On 13/11/2009, at 18:04, Bryan O'Sullivan wrote:
main = do args <- getArgs forM_ args $ \a -> do s <- B.readFile a let t = T.decodeUtf8 s print (T.length t)
The streamUtf8 function looks roughly like this:
streamUtf8 :: OnDecodeError -> ByteString -> Stream Char streamUtf8 onErr bs = Stream next 0 (maxSize l) where l = B.length bs next i | i >= l = Done | U8.validate1 x1 = Yield (unsafeChr8 x1) (i+1) | {- etc. -} {-# INLINE [0] streamUtf8 #-}
The values being Yielded from the inner function are, as you can see, themselves constructed by functions.

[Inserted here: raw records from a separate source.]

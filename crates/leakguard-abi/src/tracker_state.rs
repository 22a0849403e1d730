//! The process-wide tracker.
//!
//! A plain `static`: every part of it is `const`-constructible, so there is
//! no lazy initialization to race with (or recurse into) from the first
//! allocation or from a signal handler.

use leakguard_membrane::{DefaultGuard, Registry, StderrSink, SystemAllocator, Tracker};

static GLOBAL_TRACKER: Tracker = Tracker::from_parts(
    SystemAllocator,
    DefaultGuard::const_new(Registry::new()),
    StderrSink::from_features(),
);

/// The tracker behind every drop-in and hook in this crate.
#[must_use]
pub fn global() -> &'static Tracker {
    &GLOBAL_TRACKER
}
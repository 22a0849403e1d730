//! Build-time configuration.
//!
//! Behavior is selected with cargo features only; there is deliberately no
//! environment variable or config file:
//! - `thread-safe` (default): the process-wide tracker serializes registry
//!   mutations behind a `parking_lot::Mutex`.
//! - `no-color`: diagnostic tags are printed without ANSI escapes.

use std::time::Duration;

/// Tag prefixed to every diagnostic line.
pub const TAG: &str = "[LEAKGUARD]";

/// ANSI yellow, wrapped around [`TAG`] when color is enabled.
pub(crate) const TAG_COLOR: &str = "\x1b[33m";
pub(crate) const COLOR_RESET: &str = "\x1b[0m";

/// Bucket count of the table allocated on first insert.
pub const INITIAL_CAPACITY: usize = 1024;

/// Grow when `live > capacity * LOAD_FACTOR_NUM / LOAD_FACTOR_DEN`.
pub const LOAD_FACTOR_NUM: usize = 3;
pub const LOAD_FACTOR_DEN: usize = 4;

/// Whether the `thread-safe` feature is compiled in.
pub const THREAD_SAFE: bool = cfg!(feature = "thread-safe");

/// Whether diagnostics are colored by default.
pub const COLOR_ENABLED: bool = !cfg!(feature = "no-color");

/// How long the fault path waits for the registry lock before giving up on
/// the report. A fault raised while the faulting thread itself holds the lock
/// would otherwise deadlock the handler.
pub const FAULT_LOCK_TIMEOUT: Duration = Duration::from_millis(250);

/// Per-instance tracker settings.
#[derive(Debug, Clone, Copy, PartialEq, Eq)]
pub struct TrackerConfig {
    /// Bucket count allocated on first insert. Rounded up to at least 1.
    pub initial_capacity: usize,
    /// Wrap the diagnostic tag in ANSI color.
    pub color: bool,
}

impl TrackerConfig {
    /// Settings implied by the compiled feature set.
    #[must_use]
    pub const fn from_features() -> Self {
        Self {
            initial_capacity: INITIAL_CAPACITY,
            color: COLOR_ENABLED,
        }
    }

    #[must_use]
    pub const fn with_initial_capacity(mut self, initial_capacity: usize) -> Self {
        self.initial_capacity = if initial_capacity == 0 {
            1
        } else {
            initial_capacity
        };
        self
    }

    #[must_use]
    pub const fn with_color(mut self, color: bool) -> Self {
        self.color = color;
        self
    }
}

impl Default for TrackerConfig {
    fn default() -> Self {
        Self::from_features()
    }
}

/// Grow threshold for a table of `capacity` buckets.
#[must_use]
pub const fn grow_threshold(capacity: usize) -> usize {
    capacity * LOAD_FACTOR_NUM / LOAD_FACTOR_DEN
}
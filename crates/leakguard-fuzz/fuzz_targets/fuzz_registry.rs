#![no_main]
use std::collections::HashMap;

use leakguard_membrane::{AllocKind, CallSite, Registry};
use libfuzzer_sys::fuzz_target;

fuzz_target!(|data: &[u8]| {
    // Each 3-byte chunk: op, key, size. Small key space forces collisions,
    // replacements and removals from the middle of chains.
    let mut registry = Registry::with_initial_capacity(1);
    let mut model: HashMap<usize, usize> = HashMap::new();
    let site = CallSite::new("fuzz", 0);

    for chunk in data.chunks_exact(3) {
        let addr = (chunk[1] as usize + 1) << 4;
        let size = chunk[2] as usize;
        match chunk[0] % 4 {
            0 => {
                if registry.insert(addr, size, site, AllocKind::Fresh).is_ok() {
                    model.insert(addr, size);
                }
            }
            1 => {
                let removed = registry.remove(addr, site).ok().map(|r| r.size);
                assert_eq!(removed, model.remove(&addr));
            }
            2 => {
                let to = (chunk[2] as usize + 1) << 4;
                if model.contains_key(&addr)
                    && registry.resize(addr, to, size, site).is_ok()
                {
                    model.remove(&addr);
                    model.insert(to, size);
                }
            }
            _ => {
                assert_eq!(registry.get(addr).map(|r| r.size), model.get(&addr).copied());
            }
        }
        assert_eq!(registry.len(), model.len());
        assert_eq!(registry.live_bytes(), model.values().sum::<usize>());
    }

    let snapshot = registry.drain();
    assert_eq!(snapshot.len(), model.len());
    assert!(registry.is_empty());
});
//! `extern "C"` entrypoints.
//!
//! A C caller wraps these in macros that pass `__FILE__` and `__LINE__`:
//!
//! ```c
//! #define malloc(n)      leakguard_malloc((n), __FILE__, __LINE__)
//! #define calloc(n, s)   leakguard_calloc((n), (s), __FILE__, __LINE__)
//! #define realloc(p, n)  leakguard_realloc((p), (n), __FILE__, __LINE__)
//! #define free(p)        leakguard_free((p), __FILE__, __LINE__)
//! ```
//!
//! The file pointer must be null or point to a string that lives for the
//! rest of the process, which `__FILE__` does. Records keep it until the
//! report is printed.

use std::ffi::{c_char, c_int, c_long, c_void};

use leakguard_membrane::CallSite;

use crate::hooks;
use crate::tracker_state::global;

#[unsafe(no_mangle)]
pub unsafe extern "C" fn leakguard_malloc(
    size: usize,
    file: *const c_char,
    line: c_int,
) -> *mut c_void {
    // SAFETY: caller passes a static NUL-terminated string or null.
    let site = unsafe { CallSite::from_c(file, line) };
    global().malloc_at(size, site)
}

#[unsafe(no_mangle)]
pub unsafe extern "C" fn leakguard_calloc(
    nmemb: usize,
    size: usize,
    file: *const c_char,
    line: c_int,
) -> *mut c_void {
    // SAFETY: as in `leakguard_malloc`.
    let site = unsafe { CallSite::from_c(file, line) };
    global().calloc_at(nmemb, size, site)
}

#[unsafe(no_mangle)]
pub unsafe extern "C" fn leakguard_realloc(
    ptr: *mut c_void,
    size: usize,
    file: *const c_char,
    line: c_int,
) -> *mut c_void {
    // SAFETY: as in `leakguard_malloc`.
    let site = unsafe { CallSite::from_c(file, line) };
    // SAFETY: `ptr` comes from the same family of entrypoints or is null.
    unsafe { global().realloc_at(ptr, size, site) }
}

#[unsafe(no_mangle)]
pub unsafe extern "C" fn leakguard_free(ptr: *mut c_void, file: *const c_char, line: c_int) {
    // SAFETY: as in `leakguard_malloc`.
    let site = unsafe { CallSite::from_c(file, line) };
    // SAFETY: untracked pointers are never forwarded to the allocator.
    unsafe { global().free_at(ptr, site) }
}

/// Install the exit and fault hooks. Returns 0 on success, -1 on failure.
#[unsafe(no_mangle)]
pub extern "C" fn leakguard_init() -> c_int {
    match hooks::init() {
        Ok(()) => 0,
        Err(_) => -1,
    }
}

/// Print the leak report now. Returns the number of leaked blocks, or -1 if
/// a report was already printed or the registry was unavailable.
#[unsafe(no_mangle)]
pub extern "C" fn leakguard_report() -> c_long {
    match global().report_leaks() {
        Some(summary) => c_long::try_from(summary.count).unwrap_or(c_long::MAX),
        None => -1,
    }
}
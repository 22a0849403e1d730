#![no_main]
use std::ffi::c_void;

use leakguard_membrane::{
    CallSite, CaptureSink, Serialized, SystemAllocator, Tracker, TrackerConfig,
};
use libfuzzer_sys::fuzz_target;

const SLOTS: usize = 16;

fuzz_target!(|data: &[u8]| {
    // Each 4-byte chunk: op, slot, size (u16 little-endian).
    let tracker: Tracker<SystemAllocator, Serialized, CaptureSink> = Tracker::new(
        SystemAllocator,
        CaptureSink::new(),
        TrackerConfig::default().with_initial_capacity(2),
    );
    let mut slots = [std::ptr::null_mut::<c_void>(); SLOTS];
    let mut stale: Vec<*mut c_void> = Vec::new();

    for (step, chunk) in data.chunks_exact(4).enumerate() {
        let site = CallSite::new("fuzz", step as u32);
        let slot = chunk[1] as usize % SLOTS;
        let size = u16::from_le_bytes([chunk[2], chunk[3]]) as usize;

        match chunk[0] % 5 {
            0 if slots[slot].is_null() => {
                slots[slot] = tracker.malloc_at(size, site);
            }
            1 if slots[slot].is_null() => {
                slots[slot] = tracker.calloc_at(chunk[2] as usize, chunk[3] as usize, site);
            }
            2 => {
                // SAFETY: slot holds null or a live tracked pointer.
                let q = unsafe { tracker.realloc_at(slots[slot], size, site) };
                if size == 0 && !slots[slot].is_null() {
                    slots[slot] = std::ptr::null_mut();
                } else if !q.is_null() {
                    slots[slot] = q;
                }
            }
            3 if !slots[slot].is_null() => {
                // SAFETY: live tracked pointer.
                unsafe { tracker.free_at(slots[slot], site) };
                stale.push(slots[slot]);
                slots[slot] = std::ptr::null_mut();
            }
            4 => {
                // Double free of a stale pointer, unless the address was reused.
                if let Some(p) = stale.pop() {
                    if !slots.contains(&p) {
                        // SAFETY: untracked pointers are never forwarded.
                        unsafe { tracker.free_at(p, site) };
                    }
                }
            }
            _ => {}
        }

        let live = slots.iter().filter(|p| !p.is_null()).count();
        assert_eq!(tracker.live_count(), live);
    }

    let summary = tracker.report_leaks().expect("single report");
    assert_eq!(summary.count, slots.iter().filter(|p| !p.is_null()).count());
    for p in slots {
        // SAFETY: the drained pointers are still owned by the system allocator.
        unsafe { libc::free(p) };
    }
});
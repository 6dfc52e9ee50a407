#![deny(clippy::all, clippy::pedantic)]
#![allow(clippy::module_name_repetitions)]

//! Reinforcement learning environments.
//!
//! Three environments share the [`Env`] contract:
//!
//! * [`CartPoleEnv`]: balance a pole on a cart, three discrete pushes.
//! * [`BallPushEnv`]: steer a particle to shove a ball into the arena centre.
//! * [`WalkerEnv`]: drive the four motorized joints of a 2D biped, built on
//!   top of any [`physics::RigidBodyWorld`].
//!
//! ```
//! use envs::{CartPoleEnv, CartPoleSettings, Env};
//!
//! let mut env = CartPoleEnv::new(CartPoleSettings::default(), fastrand::Rng::with_seed(7))?;
//! let start = env.reset();
//! assert_eq!(start.observation.len(), env.observation_len());
//!
//! let push = env.categorical_action(1)?;
//! let step = env.step(&push)?;
//! assert!(step.observation.iter().all(|v| (-1.0..=1.0).contains(v)));
//! # Ok::<(), envs::EnvError>(())
//! ```

pub mod ballpush;
pub mod cartpole;
pub mod env;
pub mod error;
pub mod kind;
pub mod scene;
mod util;
pub mod walker;

pub use ballpush::{BallPushEnv, BallPushSettings};
pub use cartpole::{CartPoleEnv, CartPoleSettings};
pub use env::{Env, Info, ResetResult, StepResult};
pub use error::EnvError;
pub use kind::{EnvConfig, EnvKind};
pub use scene::{Color, Scene, Shape};
pub use walker::{Skeleton, WalkerEnv, WalkerSettings};
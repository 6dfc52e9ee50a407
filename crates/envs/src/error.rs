use physics::PhysicsError;
use thiserror::Error;

/// Contract violations and construction failures.
///
/// None of these are retried: each one is a defect in the caller or in the
/// settings it supplied.
#[derive(Error, Debug, Clone, PartialEq)]
pub enum EnvError {
    #[error("action has {actual} components, expected {expected}")]
    ActionLength { expected: usize, actual: usize },
    #[error("action component {index} is {value}, outside [-1, 1]")]
    ActionOutOfRange { index: usize, value: f64 },
    #[error("categorical action {index} out of range, environment offers {count}")]
    InvalidCategoricalAction { index: usize, count: usize },
    #[error("{env} does not support {capability}")]
    Unsupported {
        env: &'static str,
        capability: &'static str,
    },
    #[error("invalid settings: {0}")]
    InvalidSettings(String),
    #[error(transparent)]
    Physics(#[from] PhysicsError),
}
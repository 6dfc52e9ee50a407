#![deny(clippy::all, clippy::pedantic)]

mod rollout;

use std::path::PathBuf;

use anyhow::{Context, Result};
use clap::{Parser, ValueEnum};
use envs::{BallPushSettings, CartPoleSettings, Env, EnvConfig, WalkerSettings};
use physics::{KinematicWorld, RigidBodyWorld};

use crate::rollout::{run_episode, Policy};

#[derive(Copy, Clone, Debug, PartialEq, Eq, ValueEnum)]
enum EnvName {
    CartPole,
    BallPush,
    Walker,
}

/// Runs environment episodes headless and logs their returns.
#[derive(Parser, Debug)]
#[command(name = "runtime", version, about)]
struct Cli {
    /// Environment to run with default settings
    #[arg(long, value_enum, default_value = "cart-pole")]
    env: EnvName,

    /// JSON settings file, e.g. `{"env": "ball_push", "agent_drag": 2.0}`.
    /// Takes precedence over --env.
    #[arg(long)]
    config: Option<PathBuf>,

    #[arg(long, default_value_t = 5)]
    episodes: usize,

    /// Step limit per episode
    #[arg(long, default_value_t = 1000)]
    max_steps: usize,

    #[arg(long, default_value_t = 0)]
    seed: u64,

    #[arg(long, value_enum, default_value = "random")]
    policy: Policy,

    #[arg(long, default_value = "info")]
    log_level: tracing::Level,

    /// Write the final scene of the last episode here as JSON
    #[arg(long)]
    scene_out: Option<PathBuf>,
}

fn load_config(cli: &Cli) -> Result<EnvConfig> {
    let Some(path) = &cli.config else {
        return Ok(match cli.env {
            EnvName::CartPole => EnvConfig::CartPole(CartPoleSettings::default()),
            EnvName::BallPush => EnvConfig::BallPush(BallPushSettings::default()),
            EnvName::Walker => EnvConfig::Walker(WalkerSettings::default()),
        });
    };
    let text = std::fs::read_to_string(path).with_context(|| format!("reading {}", path.display()))?;
    serde_json::from_str(&text).with_context(|| format!("parsing {}", path.display()))
}

fn main() -> Result<()> {
    let cli = Cli::parse();
    tracing_subscriber::fmt().with_max_level(cli.log_level).init();

    let config = load_config(&cli)?;
    tracing::debug!(?config, "loaded settings");
    let mut env = config
        .build(cli.seed, || Box::new(KinematicWorld::new()) as Box<dyn RigidBodyWorld>)
        .context("building environment")?;

    // actions draw from their own stream so the environment's start states
    // do not depend on the policy
    let mut rng = fastrand::Rng::with_seed(cli.seed.wrapping_add(1));
    tracing::info!(
        env = env.name(),
        episodes = cli.episodes,
        max_steps = cli.max_steps,
        policy = ?cli.policy,
        "starting rollouts"
    );

    let mut total = 0.0;
    for episode in 0..cli.episodes {
        let stats = run_episode(&mut env, cli.policy, &mut rng, cli.max_steps)
            .with_context(|| format!("episode {episode}"))?;
        tracing::info!(
            episode,
            steps = stats.steps,
            total_reward = stats.total_reward,
            terminated = stats.terminated,
            "episode finished"
        );
        total += stats.total_reward;
    }
    if cli.episodes > 0 {
        #[allow(clippy::cast_precision_loss)]
        let mean = total / cli.episodes as f64;
        tracing::info!(mean_reward = mean, "rollouts finished");
    }

    if let Some(path) = &cli.scene_out {
        let scene = serde_json::to_string_pretty(&env.scene())?;
        std::fs::write(path, scene).with_context(|| format!("writing {}", path.display()))?;
        tracing::info!(path = %path.display(), "wrote scene");
    }
    Ok(())
}
//! The closed set of environments.
//!
//! [`EnvKind`] lets a driver hold any environment by value and dispatch the
//! [`Env`] contract without trait objects. [`EnvConfig`] is its serialized
//! form: a tagged settings record that builds the matching variant.

use physics::RigidBodyWorld;
use serde::{Deserialize, Serialize};

use crate::ballpush::{BallPushEnv, BallPushSettings};
use crate::cartpole::{CartPoleEnv, CartPoleSettings};
use crate::env::{Env, ResetResult, StepResult};
use crate::error::EnvError;
use crate::scene::Scene;
use crate::walker::{WalkerEnv, WalkerSettings};

pub enum EnvKind {
    CartPole(CartPoleEnv),
    BallPush(BallPushEnv),
    Walker(WalkerEnv),
}

/// Settings for one environment, tagged by `"env"`.
///
/// ```
/// use envs::EnvConfig;
///
/// let config: EnvConfig = serde_json::from_str(r#"{"env": "ball_push", "agent_drag": 2.0}"#)?;
/// assert!(matches!(config, EnvConfig::BallPush(s) if s.agent_drag == 2.0 && s.ball_radius == 2.0));
/// # Ok::<(), serde_json::Error>(())
/// ```
#[derive(Clone, Debug, PartialEq, Serialize, Deserialize)]
#[serde(tag = "env", rename_all = "snake_case")]
pub enum EnvConfig {
    CartPole(CartPoleSettings),
    BallPush(BallPushSettings),
    Walker(WalkerSettings),
}

impl EnvConfig {
    /// Builds the environment seeded with `seed`. `world` is only called for
    /// the walker, which needs a rigid-body engine to live in.
    ///
    /// # Errors
    ///
    /// Settings validation and world construction failures.
    pub fn build<F>(self, seed: u64, world: F) -> Result<EnvKind, EnvError>
    where
        F: FnOnce() -> Box<dyn RigidBodyWorld>,
    {
        let rng = fastrand::Rng::with_seed(seed);
        Ok(match self {
            Self::CartPole(settings) => EnvKind::CartPole(CartPoleEnv::new(settings, rng)?),
            Self::BallPush(settings) => EnvKind::BallPush(BallPushEnv::new(settings, rng)?),
            Self::Walker(settings) => EnvKind::Walker(WalkerEnv::new(settings, world(), rng)?),
        })
    }
}

macro_rules! dispatch {
    ($self:expr, $env:ident => $body:expr) => {
        match $self {
            EnvKind::CartPole($env) => $body,
            EnvKind::BallPush($env) => $body,
            EnvKind::Walker($env) => $body,
        }
    };
}

impl Env for EnvKind {
    fn name(&self) -> &'static str {
        dispatch!(self, env => env.name())
    }

    fn action_len(&self) -> usize {
        dispatch!(self, env => env.action_len())
    }

    fn observation_len(&self) -> usize {
        dispatch!(self, env => env.observation_len())
    }

    fn num_categorical_actions(&self) -> Result<usize, EnvError> {
        dispatch!(self, env => env.num_categorical_actions())
    }

    fn categorical_action(&self, index: usize) -> Result<Vec<f64>, EnvError> {
        dispatch!(self, env => env.categorical_action(index))
    }

    fn reset(&mut self) -> ResetResult {
        dispatch!(self, env => env.reset())
    }

    fn step(&mut self, action: &[f64]) -> Result<StepResult, EnvError> {
        dispatch!(self, env => env.step(action))
    }

    fn render_size(&self) -> (f64, f64) {
        dispatch!(self, env => env.render_size())
    }

    fn scene(&self) -> Scene {
        dispatch!(self, env => env.scene())
    }
}

impl From<CartPoleEnv> for EnvKind {
    fn from(env: CartPoleEnv) -> Self {
        Self::CartPole(env)
    }
}

impl From<BallPushEnv> for EnvKind {
    fn from(env: BallPushEnv) -> Self {
        Self::BallPush(env)
    }
}

impl From<WalkerEnv> for EnvKind {
    fn from(env: WalkerEnv) -> Self {
        Self::Walker(env)
    }
}

#[cfg(test)]
mod tests {
    use physics::KinematicWorld;

    use super::*;

    fn kinematic() -> Box<dyn RigidBodyWorld> {
        Box::new(KinematicWorld::new())
    }

    #[test]
    fn builds_each_variant_from_json() {
        let cases = [
            (r#"{"env": "cart_pole"}"#, "CartPole", 1, 4),
            (r#"{"env": "ball_push"}"#, "BallPush", 2, 8),
            (r#"{"env": "walker", "rock_count": 3}"#, "Walker Environment", 4, 10),
        ];
        for (json, name, action_len, observation_len) in cases {
            let config: EnvConfig = serde_json::from_str(json).unwrap();
            let env = config.build(1, kinematic).unwrap();
            assert_eq!(env.name(), name);
            assert_eq!(env.action_len(), action_len);
            assert_eq!(env.observation_len(), observation_len);
        }
    }

    #[test]
    fn invalid_settings_fail_to_build() {
        let config = EnvConfig::CartPole(CartPoleSettings {
            time_step: 0.0,
            ..CartPoleSettings::default()
        });
        assert!(matches!(config.build(0, kinematic), Err(EnvError::InvalidSettings(_))));
    }

    #[test]
    fn same_seed_replays_the_same_episode() {
        let run = || {
            let mut env = EnvConfig::BallPush(BallPushSettings::default())
                .build(42, kinematic)
                .unwrap();
            let mut observations = vec![env.reset().observation];
            for i in 0..50 {
                let action = env.categorical_action(i % 5).unwrap();
                observations.push(env.step(&action).unwrap().observation);
            }
            observations
        };
        assert_eq!(run(), run());
    }
}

Originally, with the inner next function manually marked as INLINE, I found that functions like unsafeChr8 were not being inlined by GHC, and performance was terrible due to the amount of boxing and unboxing happening in the inner loop.
Let's see if I understand this correctly. In your code, decodeUtf8 calls streamUtf8. They both get inlined into main but then unsafeChr8 does not. Correct? If so, are you sure that unsafeChr8 is really called in the simplified code? IIUC, this isn't necessary if you don't actually inspect the Chars (which length presumably doesn't). So perhaps GHC removes the call altogether? If not, what does it do with the result?
I somehow stumbled on the idea of removing the INLINE annotation from next, and performance suddenly improved by a significant integer multiple. This caused the body of streamUtf8 to be inlined into my test program, as I hoped.
Or are you saying that it's streamUtf8 that isn't getting inlined into main?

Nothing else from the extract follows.